What is expected
Please filter the data down to the lines that include the word "JwtConfig" and copy them.

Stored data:
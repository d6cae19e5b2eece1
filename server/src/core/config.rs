use std::path::PathBuf;

use crate::auth::JwtConfig;

/// 服务器配置
///
/// # 环境变量
///
/// 所有配置项都可以通过环境变量覆盖：
///
/// | 环境变量 | 默认值 | 说明 |
/// |----------|--------|------|
/// | WORK_DIR | ./data | 工作目录 (数据库、上传文件、日志) |
/// | HTTP_PORT | 3000 | HTTP 服务端口 |
/// | ENVIRONMENT | development | 运行环境 |
/// | LOG_LEVEL | info | 日志级别 |
///
/// # 示例
///
/// ```ignore
/// WORK_DIR=/data/plateful HTTP_PORT=8080 cargo run
/// ```
#[derive(Debug, Clone)]
pub struct Config {
    /// 工作目录，存储数据库、上传文件和日志
    pub work_dir: String,
    /// HTTP API 服务端口
    pub http_port: u16,
    /// JWT 认证配置
    pub jwt: JwtConfig,
    /// 运行环境: development | staging | production
    pub environment: String,
    /// 日志级别
    pub log_level: String,
}

impl Config {
    /// 从环境变量加载配置
    ///
    /// 如果环境变量未设置，使用默认值
    pub fn from_env() -> Self {
        Self {
            work_dir: std::env::var("WORK_DIR").unwrap_or_else(|_| "./data".into()),
            http_port: std::env::var("HTTP_PORT")
                .ok()
                .and_then(|p| p.parse().ok())
                .unwrap_or(3000),
            jwt: JwtConfig::default(),
            environment: std::env::var("ENVIRONMENT").unwrap_or_else(|_| "development".into()),
            log_level: std::env::var("LOG_LEVEL").unwrap_or_else(|_| "info".into()),
        }
    }

    /// 数据库目录
    pub fn database_dir(&self) -> PathBuf {
        PathBuf::from(&self.work_dir).join("database")
    }

    /// 上传文件目录
    pub fn uploads_dir(&self) -> PathBuf {
        PathBuf::from(&self.work_dir).join("uploads")
    }

    /// 日志目录
    pub fn logs_dir(&self) -> PathBuf {
        PathBuf::from(&self.work_dir).join("logs")
    }

    /// 确保工作目录结构存在
    pub fn ensure_work_dir_structure(&self) -> std::io::Result<()> {
        std::fs::create_dir_all(self.database_dir())?;
        std::fs::create_dir_all(self.uploads_dir())?;
        std::fs::create_dir_all(self.logs_dir())?;
        Ok(())
    }
}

The answer
use crate::auth::JwtConfig;
    pub jwt: JwtConfig,
            jwt: JwtConfig::default(),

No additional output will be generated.